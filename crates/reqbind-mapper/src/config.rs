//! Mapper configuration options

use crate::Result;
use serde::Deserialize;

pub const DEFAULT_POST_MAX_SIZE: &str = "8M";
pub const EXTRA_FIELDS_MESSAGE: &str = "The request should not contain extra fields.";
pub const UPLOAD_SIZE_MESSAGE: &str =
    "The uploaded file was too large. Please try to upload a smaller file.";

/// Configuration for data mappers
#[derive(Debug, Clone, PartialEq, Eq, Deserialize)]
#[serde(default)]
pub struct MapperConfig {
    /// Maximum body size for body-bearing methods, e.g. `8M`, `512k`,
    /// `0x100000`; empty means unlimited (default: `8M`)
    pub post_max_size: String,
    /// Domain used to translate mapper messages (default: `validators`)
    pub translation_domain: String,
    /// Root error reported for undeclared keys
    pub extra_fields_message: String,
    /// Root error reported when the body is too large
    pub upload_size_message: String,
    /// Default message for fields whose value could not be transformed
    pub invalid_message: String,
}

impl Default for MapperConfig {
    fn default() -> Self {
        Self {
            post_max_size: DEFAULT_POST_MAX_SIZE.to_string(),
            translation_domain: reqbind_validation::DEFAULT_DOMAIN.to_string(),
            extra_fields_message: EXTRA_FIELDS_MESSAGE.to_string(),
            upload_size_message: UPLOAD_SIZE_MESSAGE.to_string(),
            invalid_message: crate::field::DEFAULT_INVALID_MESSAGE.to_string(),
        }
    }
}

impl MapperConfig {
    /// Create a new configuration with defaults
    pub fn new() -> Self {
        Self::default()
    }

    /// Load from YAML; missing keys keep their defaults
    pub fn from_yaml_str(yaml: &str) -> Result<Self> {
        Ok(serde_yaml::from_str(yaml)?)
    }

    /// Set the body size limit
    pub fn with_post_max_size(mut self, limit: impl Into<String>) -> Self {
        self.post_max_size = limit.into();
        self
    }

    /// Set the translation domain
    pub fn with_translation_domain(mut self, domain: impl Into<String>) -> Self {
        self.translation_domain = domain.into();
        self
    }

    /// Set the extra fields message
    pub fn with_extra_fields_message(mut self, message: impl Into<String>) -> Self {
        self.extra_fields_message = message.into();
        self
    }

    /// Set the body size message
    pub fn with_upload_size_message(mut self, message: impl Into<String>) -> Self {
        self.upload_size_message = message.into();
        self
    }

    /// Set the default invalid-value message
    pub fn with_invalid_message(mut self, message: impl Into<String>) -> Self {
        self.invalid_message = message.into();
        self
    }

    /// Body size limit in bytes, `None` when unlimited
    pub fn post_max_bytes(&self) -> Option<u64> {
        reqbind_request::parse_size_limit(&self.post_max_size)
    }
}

****************************************

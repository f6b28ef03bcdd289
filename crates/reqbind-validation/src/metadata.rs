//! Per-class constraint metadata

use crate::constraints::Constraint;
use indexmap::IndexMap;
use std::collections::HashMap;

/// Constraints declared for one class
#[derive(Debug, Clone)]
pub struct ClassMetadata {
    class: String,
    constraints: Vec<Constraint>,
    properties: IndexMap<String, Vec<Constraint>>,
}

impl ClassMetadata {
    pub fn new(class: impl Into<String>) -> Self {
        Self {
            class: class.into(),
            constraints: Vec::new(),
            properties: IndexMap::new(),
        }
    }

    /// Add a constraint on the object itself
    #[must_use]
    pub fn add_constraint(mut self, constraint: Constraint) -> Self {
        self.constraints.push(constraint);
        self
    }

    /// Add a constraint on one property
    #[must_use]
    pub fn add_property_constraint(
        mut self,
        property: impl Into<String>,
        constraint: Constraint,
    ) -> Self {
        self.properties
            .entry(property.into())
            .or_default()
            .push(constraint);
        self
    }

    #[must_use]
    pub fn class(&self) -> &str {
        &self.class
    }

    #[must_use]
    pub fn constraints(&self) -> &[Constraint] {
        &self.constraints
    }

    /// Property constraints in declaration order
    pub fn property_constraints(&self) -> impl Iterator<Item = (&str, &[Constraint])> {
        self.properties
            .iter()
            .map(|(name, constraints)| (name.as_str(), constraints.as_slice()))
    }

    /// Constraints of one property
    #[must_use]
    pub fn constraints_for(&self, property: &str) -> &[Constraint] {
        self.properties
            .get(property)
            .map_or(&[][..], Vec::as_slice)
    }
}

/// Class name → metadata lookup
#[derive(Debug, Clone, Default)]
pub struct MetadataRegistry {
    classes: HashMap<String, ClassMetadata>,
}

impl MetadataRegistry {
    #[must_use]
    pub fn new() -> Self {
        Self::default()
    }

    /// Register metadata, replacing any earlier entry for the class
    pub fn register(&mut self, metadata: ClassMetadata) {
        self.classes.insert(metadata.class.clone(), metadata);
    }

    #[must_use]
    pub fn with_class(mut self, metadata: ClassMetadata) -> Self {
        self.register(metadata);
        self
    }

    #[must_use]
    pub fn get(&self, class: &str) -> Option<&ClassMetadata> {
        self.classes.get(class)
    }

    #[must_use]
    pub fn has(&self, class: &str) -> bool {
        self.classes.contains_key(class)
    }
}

****************************************

Task goal:
Only the number is wanted: how many lines above include the word "entry"?

Written response:
2